**What to do**. Search the entries for the word "proptest" and pull out each line that has it.

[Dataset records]

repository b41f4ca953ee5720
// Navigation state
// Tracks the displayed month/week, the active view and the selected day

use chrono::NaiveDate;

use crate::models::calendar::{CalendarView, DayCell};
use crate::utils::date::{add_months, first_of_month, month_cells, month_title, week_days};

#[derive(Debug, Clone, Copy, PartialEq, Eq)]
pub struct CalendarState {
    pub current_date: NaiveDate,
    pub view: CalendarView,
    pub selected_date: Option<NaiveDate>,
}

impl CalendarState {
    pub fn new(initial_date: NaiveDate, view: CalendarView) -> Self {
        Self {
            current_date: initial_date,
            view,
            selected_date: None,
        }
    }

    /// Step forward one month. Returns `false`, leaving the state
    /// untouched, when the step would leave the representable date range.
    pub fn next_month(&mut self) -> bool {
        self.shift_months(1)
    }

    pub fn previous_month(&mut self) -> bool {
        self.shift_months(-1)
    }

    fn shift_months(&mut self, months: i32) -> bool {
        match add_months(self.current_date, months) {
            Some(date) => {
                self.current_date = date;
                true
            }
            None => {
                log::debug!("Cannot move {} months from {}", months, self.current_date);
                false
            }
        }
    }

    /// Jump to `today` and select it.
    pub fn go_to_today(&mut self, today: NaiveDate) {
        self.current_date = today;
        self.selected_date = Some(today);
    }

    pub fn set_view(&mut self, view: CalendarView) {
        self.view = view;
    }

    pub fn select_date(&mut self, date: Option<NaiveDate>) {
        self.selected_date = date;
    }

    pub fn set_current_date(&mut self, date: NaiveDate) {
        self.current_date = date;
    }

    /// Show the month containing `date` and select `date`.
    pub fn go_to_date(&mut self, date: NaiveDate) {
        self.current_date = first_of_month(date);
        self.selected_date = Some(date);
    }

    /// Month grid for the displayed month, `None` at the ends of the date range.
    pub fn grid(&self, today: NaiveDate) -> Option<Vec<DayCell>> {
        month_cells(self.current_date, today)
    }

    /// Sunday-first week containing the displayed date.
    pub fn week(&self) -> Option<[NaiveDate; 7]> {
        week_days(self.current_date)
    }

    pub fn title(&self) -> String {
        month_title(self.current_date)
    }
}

--

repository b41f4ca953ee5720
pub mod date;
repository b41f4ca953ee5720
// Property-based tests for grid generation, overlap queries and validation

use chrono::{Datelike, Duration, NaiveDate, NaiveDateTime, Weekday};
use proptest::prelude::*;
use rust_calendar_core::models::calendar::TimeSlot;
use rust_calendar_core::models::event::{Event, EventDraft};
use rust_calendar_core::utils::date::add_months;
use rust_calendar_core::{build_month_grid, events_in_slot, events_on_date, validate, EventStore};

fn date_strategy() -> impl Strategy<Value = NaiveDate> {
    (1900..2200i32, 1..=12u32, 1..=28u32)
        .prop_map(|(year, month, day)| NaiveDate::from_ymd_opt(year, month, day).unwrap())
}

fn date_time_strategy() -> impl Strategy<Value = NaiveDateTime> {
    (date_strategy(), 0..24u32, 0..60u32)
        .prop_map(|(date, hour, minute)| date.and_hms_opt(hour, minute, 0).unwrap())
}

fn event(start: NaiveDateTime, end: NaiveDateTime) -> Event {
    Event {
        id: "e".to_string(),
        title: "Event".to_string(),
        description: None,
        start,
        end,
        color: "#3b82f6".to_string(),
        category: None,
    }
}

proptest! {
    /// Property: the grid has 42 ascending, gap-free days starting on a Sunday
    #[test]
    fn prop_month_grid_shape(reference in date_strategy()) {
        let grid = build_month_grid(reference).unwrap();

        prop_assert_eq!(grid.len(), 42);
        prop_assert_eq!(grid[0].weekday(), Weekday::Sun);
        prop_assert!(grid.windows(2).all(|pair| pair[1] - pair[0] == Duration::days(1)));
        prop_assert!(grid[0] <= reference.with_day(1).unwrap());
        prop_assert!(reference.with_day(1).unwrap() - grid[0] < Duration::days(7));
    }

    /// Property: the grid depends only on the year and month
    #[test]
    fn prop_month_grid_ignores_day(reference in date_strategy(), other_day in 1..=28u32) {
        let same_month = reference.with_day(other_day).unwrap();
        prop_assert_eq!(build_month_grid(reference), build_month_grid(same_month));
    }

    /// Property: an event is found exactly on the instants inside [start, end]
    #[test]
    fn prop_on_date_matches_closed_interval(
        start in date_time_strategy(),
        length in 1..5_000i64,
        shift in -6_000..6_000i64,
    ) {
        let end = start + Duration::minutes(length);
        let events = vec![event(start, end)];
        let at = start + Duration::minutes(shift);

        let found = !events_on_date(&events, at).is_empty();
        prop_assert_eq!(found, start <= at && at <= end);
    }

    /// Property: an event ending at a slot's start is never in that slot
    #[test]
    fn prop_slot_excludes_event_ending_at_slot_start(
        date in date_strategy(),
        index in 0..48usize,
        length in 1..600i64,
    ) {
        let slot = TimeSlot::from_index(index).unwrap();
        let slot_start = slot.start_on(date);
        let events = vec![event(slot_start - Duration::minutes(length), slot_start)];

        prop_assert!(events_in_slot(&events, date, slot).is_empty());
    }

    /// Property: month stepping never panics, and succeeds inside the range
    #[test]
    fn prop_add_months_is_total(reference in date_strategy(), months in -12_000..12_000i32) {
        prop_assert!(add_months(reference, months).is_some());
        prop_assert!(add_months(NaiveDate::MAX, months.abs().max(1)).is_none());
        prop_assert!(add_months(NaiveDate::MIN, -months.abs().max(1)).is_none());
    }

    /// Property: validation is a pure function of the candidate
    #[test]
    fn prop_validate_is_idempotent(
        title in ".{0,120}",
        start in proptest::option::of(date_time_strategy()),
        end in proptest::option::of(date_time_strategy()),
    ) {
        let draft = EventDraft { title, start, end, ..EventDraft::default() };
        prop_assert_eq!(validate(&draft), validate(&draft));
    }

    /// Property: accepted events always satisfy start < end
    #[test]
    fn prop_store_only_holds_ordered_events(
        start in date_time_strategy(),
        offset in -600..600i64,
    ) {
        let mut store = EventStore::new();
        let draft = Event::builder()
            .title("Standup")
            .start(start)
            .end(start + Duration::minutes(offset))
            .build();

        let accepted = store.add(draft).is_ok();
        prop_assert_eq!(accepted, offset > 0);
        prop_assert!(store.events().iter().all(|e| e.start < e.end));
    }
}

**Worked solution**.
use proptest::prelude::*;
proptest! {
        start in proptest::option::of(date_time_strategy()),
        end in proptest::option::of(date_time_strategy()),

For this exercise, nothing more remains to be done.